My dear sister Rose and I have lunch together about once a month – on me, of course, as regular readers of this Web log would readily surmise. Yesterday, she selected Tosca, on F Street. She started off with prosciutto di Parma con cavoletti di Brussels e pecorino pinzani tartufo “riserva” and I with guazzetto di vongole e polipo con patate, olive in salsa di astice, over which we split a bottle of 2006 Sicilian Donna Fugata mille una notte. For a main course, Rose ordered the filet mignon alla griglia con erbette di campo alla Toscana, fagiolini alla provenzale e salsa alla coda di bue, and I the merluzzo in crosta di nocciole con purea di cavolfiori tartufata, bietole al limone e cavolfiori heirloom.
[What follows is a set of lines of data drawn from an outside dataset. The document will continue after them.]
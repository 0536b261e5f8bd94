use std::path::{Path, PathBuf};

use serde::{Deserialize, Serialize};

use crate::error::{CoreError, Result};
use crate::models::Dialect;

// ─── CorpusConfig ───────────────────────────────────────────

/// Top-level configuration, loaded once from TOML and passed around
/// explicitly, with no process-wide state.
#[derive(Debug, Clone, Serialize, Deserialize)]
pub struct CorpusConfig {
    /// Repositories in merge order: on identifier collision the later
    /// repository wins.
    pub repositories: Vec<RepositoryConfig>,

    /// Path to the type-synonym table (JSON).
    pub type_table: PathBuf,

    /// Root for harvested XML pages and emitted JSON artifacts.
    pub data_dir: PathBuf,

    #[serde(default)]
    pub detector: DetectorConfig,
}

#[derive(Debug, Clone, Serialize, Deserialize)]
pub struct RepositoryConfig {
    pub name: String,
    pub base_url: String,

    /// Token every identifier of this repository carries. Declared here
    /// and validated at load instead of being inferred from identifier
    /// substrings scattered through the code.
    pub namespace: String,

    pub dialect: Dialect,
}

impl RepositoryConfig {
    /// Folder holding this repository's harvested pages.
    pub fn pages_dir(&self, data_dir: &Path) -> PathBuf {
        data_dir.join("xml").join(&self.name)
    }

    pub fn owns(&self, identifier: &str) -> bool {
        identifier.contains(&self.namespace)
    }
}

/// Statistical language detector settings: how many independent passes
/// to run and the per-pass probability each must clear.
#[derive(Debug, Clone, Serialize, Deserialize)]
pub struct DetectorConfig {
    pub repetitions: usize,
    pub threshold: f64,
}

impl Default for DetectorConfig {
    fn default() -> Self {
        Self {
            repetitions: 10,
            threshold: 0.99,
        }
    }
}

impl CorpusConfig {
    pub fn load(path: &Path) -> Result<Self> {
        let raw = std::fs::read_to_string(path)?;
        let config: Self = toml::from_str(&raw)?;
        config.validate()?;
        Ok(config)
    }

    fn validate(&self) -> Result<()> {
        if self.repositories.is_empty() {
            return Err(CoreError::Config("no repositories configured".into()));
        }
        for repo in &self.repositories {
            if repo.namespace.trim().is_empty() {
                return Err(CoreError::Config(format!(
                    "repository {:?} has an empty namespace",
                    repo.name
                )));
            }
        }
        for (i, a) in self.repositories.iter().enumerate() {
            for b in &self.repositories[i + 1..] {
                if a.namespace == b.namespace {
                    return Err(CoreError::Config(format!(
                        "repositories {:?} and {:?} share the namespace {:?}",
                        a.name, b.name, a.namespace
                    )));
                }
            }
        }
        Ok(())
    }

    /// The repository whose declared namespace appears in `identifier`.
    pub fn repository_for(&self, identifier: &str) -> Option<&RepositoryConfig> {
        self.repositories.iter().find(|r| r.owns(identifier))
    }
}

#[cfg(test)]
mod tests {
    use super::*;

    const CONFIG: &str = r#"
type_table = "config/clustered_types.json"
data_dir = "data"

[[repositories]]
name = "depositonce"
base_url = "https://depositonce.tu-berlin.de/oai/request"
namespace = "depositonce"
dialect = "dim"

[[repositories]]
name = "refubium"
base_url = "https://refubium.fu-berlin.de/oai/request"
namespace = "refubium"
dialect = "xoai"

[detector]
repetitions = 5
threshold = 0.95
"#;

    #[test]
    fn parses_and_resolves_namespaces() {
        let config: CorpusConfig = toml::from_str(CONFIG).unwrap();
        config.validate().unwrap();
        assert_eq!(config.repositories[0].dialect, Dialect::Dim);
        assert_eq!(config.detector.repetitions, 5);
        let repo = config
            .repository_for("oai:depositonce.tu-berlin.de:11303/11631")
            .unwrap();
        assert_eq!(repo.name, "depositonce");
        assert!(config.repository_for("oai:example.org:1").is_none());
    }

    #[test]
    fn duplicate_namespaces_are_rejected() {
        let mut config: CorpusConfig = toml::from_str(CONFIG).unwrap();
        config.repositories[1].namespace = "depositonce".into();
        assert!(config.validate().is_err());
    }

    #[test]
    fn detector_defaults_match_the_detection_contract() {
        let detector = DetectorConfig::default();
        assert_eq!(detector.repetitions, 10);
        assert_eq!(detector.threshold, 0.99);
    }
}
It was during the hiatus between appetizer and entrée that she decided to unburden herself.
“It was bad enough having Hank moping around unemployed,” she complained, “but since Shannon lost her job… well, both of them were conservatives before they ended up out of work, but now that they’re both unemployed, too, I swear, Tom, they’ve totally gone off the deep end. It’s like the two of them have started, oh, I don’t know… feeding off one another, I guess is the way to put it. I tell you, if they were kids in one of my elementary school classes, I’d make arrangements to keep them separated.”
“Are you saying,” I wondered, “that they’ve started working together on conservative causes?”
“Yes,” Rose confirmed after a rather deep sip of wine. “Unfortunately. And what’s worse, they are proving to be a very effective team.”
“Effective?” I asked. “At what?”
“At getting the Girl Scouts kicked out of our church,” Rose announced with a noticeable air of indignation. “No sooner did they hear that St. Timothy’s, over in Chantilly, had told the Girl Scouts they were unwelcome, than they started leaning on the priest at our church to kick the Girl Scouts out, too. And it took them less than a week to make him cave in!”
“What in the world,” I stammered, “do Hank and Shannon have against the Girl Scouts?”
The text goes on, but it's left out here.